Stored items
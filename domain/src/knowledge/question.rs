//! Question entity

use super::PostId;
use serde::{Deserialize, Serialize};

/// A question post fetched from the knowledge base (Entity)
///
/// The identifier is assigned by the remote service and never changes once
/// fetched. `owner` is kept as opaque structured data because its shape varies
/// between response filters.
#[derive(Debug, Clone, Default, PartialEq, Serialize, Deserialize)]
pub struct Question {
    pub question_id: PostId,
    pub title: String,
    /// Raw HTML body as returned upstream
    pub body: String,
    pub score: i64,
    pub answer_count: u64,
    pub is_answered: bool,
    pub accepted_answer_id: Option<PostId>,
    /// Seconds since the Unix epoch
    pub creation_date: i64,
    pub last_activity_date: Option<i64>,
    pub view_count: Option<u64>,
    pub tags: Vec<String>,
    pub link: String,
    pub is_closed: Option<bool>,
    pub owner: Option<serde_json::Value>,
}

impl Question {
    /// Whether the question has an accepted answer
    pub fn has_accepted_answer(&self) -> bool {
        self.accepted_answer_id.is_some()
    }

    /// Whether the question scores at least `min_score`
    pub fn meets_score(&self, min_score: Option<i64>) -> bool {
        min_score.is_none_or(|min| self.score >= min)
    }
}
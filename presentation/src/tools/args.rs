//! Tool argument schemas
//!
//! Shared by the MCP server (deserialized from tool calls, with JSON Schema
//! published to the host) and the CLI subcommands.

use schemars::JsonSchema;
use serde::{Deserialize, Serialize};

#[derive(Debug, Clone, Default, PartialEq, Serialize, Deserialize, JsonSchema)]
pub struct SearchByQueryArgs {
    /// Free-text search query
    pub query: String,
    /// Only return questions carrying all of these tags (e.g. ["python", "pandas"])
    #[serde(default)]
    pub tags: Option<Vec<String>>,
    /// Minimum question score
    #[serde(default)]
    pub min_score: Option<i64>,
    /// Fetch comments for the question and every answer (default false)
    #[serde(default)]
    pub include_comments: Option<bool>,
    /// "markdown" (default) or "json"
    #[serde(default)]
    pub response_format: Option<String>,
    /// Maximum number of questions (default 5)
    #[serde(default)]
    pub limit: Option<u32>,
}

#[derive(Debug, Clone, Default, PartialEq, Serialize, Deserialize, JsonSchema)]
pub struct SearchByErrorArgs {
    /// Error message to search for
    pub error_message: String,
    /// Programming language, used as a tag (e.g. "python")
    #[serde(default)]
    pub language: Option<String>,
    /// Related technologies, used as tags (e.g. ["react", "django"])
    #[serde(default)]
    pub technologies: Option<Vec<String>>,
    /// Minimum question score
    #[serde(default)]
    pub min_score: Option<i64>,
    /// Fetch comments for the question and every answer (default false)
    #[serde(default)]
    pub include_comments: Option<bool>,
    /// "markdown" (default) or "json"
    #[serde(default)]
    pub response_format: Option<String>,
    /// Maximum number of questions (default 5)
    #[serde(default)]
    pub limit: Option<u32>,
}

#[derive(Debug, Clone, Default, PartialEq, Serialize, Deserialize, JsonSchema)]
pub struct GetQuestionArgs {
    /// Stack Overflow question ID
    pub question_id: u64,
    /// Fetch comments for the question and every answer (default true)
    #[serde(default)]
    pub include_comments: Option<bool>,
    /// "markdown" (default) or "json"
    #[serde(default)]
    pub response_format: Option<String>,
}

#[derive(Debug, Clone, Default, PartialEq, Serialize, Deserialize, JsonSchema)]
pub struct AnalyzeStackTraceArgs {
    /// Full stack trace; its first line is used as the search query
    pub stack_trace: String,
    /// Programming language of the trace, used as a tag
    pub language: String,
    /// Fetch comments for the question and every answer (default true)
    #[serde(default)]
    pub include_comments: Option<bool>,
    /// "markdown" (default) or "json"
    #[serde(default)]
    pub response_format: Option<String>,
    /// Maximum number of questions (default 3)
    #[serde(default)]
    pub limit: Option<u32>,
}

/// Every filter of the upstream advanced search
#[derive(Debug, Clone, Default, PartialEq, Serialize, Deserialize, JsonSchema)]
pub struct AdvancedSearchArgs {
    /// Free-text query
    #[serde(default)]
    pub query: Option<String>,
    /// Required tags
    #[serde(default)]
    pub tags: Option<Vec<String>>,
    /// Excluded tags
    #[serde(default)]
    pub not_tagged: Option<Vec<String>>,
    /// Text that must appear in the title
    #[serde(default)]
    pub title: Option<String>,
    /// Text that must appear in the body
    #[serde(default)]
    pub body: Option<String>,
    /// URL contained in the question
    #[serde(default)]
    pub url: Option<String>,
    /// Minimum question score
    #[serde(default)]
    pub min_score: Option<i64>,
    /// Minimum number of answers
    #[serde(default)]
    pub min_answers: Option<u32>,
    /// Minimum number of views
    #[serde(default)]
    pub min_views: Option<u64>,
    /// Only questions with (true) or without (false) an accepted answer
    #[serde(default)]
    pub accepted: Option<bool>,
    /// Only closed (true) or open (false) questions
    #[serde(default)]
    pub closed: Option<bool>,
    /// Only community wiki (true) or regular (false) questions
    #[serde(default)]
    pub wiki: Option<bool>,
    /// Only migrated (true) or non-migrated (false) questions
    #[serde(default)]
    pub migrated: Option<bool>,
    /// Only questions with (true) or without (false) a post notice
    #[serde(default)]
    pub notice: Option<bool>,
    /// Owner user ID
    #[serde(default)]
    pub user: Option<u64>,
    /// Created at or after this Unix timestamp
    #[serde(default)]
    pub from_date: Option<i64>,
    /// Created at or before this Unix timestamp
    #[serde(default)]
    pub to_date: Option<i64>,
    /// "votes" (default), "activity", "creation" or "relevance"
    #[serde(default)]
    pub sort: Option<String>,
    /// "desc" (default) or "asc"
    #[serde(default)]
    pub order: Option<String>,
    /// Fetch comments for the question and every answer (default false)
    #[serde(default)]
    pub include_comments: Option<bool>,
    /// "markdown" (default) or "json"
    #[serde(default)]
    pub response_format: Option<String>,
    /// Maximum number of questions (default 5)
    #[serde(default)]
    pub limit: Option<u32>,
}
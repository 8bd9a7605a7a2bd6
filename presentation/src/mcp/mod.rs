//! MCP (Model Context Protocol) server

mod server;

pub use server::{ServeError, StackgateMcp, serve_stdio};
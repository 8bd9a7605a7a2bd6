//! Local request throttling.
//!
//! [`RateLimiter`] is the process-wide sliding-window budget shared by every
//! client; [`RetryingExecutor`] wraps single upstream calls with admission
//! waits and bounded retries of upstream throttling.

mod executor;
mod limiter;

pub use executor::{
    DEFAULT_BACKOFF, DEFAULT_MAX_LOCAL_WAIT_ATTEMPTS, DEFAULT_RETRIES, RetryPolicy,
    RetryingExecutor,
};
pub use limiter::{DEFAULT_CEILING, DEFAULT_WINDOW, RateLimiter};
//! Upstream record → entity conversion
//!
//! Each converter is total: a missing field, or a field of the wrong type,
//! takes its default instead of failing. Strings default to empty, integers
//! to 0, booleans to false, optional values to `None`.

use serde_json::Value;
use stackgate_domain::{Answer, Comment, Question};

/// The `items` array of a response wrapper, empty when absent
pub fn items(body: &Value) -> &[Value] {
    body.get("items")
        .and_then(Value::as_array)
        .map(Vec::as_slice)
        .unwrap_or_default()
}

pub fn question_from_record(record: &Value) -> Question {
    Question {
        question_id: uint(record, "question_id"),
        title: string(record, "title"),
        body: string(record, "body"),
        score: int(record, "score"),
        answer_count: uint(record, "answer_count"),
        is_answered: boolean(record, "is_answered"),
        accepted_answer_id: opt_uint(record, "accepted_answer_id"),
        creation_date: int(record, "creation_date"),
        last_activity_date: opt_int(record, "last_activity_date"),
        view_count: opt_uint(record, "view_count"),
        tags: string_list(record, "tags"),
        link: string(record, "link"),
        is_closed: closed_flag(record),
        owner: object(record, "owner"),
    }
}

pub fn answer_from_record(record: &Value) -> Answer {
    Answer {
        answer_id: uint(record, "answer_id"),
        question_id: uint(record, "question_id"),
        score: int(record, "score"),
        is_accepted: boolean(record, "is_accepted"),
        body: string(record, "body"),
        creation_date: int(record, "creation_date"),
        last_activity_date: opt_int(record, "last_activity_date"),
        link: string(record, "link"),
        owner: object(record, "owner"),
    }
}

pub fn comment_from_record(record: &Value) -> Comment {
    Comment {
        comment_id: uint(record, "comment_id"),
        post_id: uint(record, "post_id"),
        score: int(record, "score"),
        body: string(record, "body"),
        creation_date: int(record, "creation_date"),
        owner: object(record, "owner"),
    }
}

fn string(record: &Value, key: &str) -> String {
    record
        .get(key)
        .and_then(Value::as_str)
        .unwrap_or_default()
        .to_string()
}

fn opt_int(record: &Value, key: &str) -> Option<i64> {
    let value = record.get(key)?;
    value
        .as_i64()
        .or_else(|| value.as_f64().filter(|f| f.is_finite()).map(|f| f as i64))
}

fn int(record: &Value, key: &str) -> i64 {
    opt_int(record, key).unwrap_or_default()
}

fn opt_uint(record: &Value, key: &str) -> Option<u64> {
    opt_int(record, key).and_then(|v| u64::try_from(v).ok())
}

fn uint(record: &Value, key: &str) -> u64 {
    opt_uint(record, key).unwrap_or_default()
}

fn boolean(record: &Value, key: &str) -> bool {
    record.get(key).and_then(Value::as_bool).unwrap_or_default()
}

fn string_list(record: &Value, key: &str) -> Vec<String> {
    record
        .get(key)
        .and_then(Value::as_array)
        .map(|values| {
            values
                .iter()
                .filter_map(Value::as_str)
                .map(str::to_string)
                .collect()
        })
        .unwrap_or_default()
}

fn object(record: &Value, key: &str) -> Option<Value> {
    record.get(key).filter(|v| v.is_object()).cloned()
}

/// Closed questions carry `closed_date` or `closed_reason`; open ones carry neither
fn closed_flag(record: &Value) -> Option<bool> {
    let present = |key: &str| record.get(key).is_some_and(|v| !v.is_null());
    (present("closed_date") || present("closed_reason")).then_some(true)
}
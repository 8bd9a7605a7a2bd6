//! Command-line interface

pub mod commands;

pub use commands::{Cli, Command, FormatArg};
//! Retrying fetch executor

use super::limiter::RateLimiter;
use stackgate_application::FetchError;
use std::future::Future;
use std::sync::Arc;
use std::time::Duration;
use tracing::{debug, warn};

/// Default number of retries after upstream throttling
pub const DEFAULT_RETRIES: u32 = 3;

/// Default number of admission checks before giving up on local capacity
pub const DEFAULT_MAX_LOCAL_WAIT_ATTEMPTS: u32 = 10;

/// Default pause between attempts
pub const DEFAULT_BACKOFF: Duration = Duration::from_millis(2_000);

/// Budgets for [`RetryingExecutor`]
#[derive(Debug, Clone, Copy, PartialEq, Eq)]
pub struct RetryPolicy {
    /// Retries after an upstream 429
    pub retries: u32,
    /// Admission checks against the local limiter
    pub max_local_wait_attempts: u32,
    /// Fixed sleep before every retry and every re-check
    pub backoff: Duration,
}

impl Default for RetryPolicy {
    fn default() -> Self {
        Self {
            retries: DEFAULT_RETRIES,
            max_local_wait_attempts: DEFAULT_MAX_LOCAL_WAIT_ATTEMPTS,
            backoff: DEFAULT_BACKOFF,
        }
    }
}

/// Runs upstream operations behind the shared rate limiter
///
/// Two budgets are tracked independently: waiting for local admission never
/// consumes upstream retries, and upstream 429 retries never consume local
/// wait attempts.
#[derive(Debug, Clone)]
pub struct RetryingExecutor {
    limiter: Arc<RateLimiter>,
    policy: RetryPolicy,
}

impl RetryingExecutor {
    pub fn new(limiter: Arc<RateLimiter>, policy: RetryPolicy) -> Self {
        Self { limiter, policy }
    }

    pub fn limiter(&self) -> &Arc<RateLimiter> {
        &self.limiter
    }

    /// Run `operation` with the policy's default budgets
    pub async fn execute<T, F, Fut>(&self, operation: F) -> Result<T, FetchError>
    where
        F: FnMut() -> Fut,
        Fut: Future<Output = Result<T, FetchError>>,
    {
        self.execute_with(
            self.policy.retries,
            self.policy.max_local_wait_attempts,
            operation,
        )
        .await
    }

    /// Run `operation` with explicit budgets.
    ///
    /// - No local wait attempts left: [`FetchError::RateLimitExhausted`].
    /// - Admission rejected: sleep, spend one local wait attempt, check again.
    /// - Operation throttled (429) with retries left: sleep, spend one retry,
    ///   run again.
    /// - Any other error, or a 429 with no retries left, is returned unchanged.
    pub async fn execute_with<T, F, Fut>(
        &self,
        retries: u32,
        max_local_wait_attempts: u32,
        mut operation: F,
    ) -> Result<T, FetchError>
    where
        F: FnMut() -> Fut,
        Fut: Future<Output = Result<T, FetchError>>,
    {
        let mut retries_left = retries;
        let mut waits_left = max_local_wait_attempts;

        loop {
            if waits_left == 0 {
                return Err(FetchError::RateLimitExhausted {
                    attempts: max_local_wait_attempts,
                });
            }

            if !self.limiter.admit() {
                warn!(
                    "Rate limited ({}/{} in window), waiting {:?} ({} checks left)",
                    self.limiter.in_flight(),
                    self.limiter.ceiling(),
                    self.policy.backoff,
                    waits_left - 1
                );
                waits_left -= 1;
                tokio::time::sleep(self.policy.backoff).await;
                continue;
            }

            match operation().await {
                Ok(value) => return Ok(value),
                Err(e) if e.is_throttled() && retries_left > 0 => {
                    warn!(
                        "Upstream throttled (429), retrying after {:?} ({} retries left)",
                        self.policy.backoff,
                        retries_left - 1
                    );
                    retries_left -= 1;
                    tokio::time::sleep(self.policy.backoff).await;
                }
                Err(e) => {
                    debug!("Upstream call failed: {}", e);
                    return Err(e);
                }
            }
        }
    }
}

§ **REQUIREMENT**:
If a line in the data above contains "between", return that line.

§ **EXERCISE SOLUTION**:
/// between response filters.
/// Default pause between attempts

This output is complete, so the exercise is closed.